Within the records, which lines hold the string "source"? Report each one by copying it.

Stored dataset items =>
Content starts
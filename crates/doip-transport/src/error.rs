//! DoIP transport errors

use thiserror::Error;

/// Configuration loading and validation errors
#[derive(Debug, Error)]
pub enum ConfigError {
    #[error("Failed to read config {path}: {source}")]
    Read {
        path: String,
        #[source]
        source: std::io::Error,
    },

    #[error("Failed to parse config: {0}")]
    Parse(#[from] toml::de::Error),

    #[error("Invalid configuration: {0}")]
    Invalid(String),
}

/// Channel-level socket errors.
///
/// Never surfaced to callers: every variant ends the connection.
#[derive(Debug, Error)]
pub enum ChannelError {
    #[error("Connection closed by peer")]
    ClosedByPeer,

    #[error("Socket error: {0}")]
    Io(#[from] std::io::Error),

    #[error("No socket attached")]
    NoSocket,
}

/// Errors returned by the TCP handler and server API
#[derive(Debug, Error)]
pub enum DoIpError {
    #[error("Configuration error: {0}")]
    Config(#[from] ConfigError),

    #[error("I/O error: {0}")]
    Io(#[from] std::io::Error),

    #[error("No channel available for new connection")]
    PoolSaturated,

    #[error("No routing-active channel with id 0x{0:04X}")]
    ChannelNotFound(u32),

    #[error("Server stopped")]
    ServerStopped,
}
Content ends
SOLUTION TO THIS EXERCISE =>
    #[error("Failed to read config {path}: {source}")]
        #[source]
        source: std::io::Error,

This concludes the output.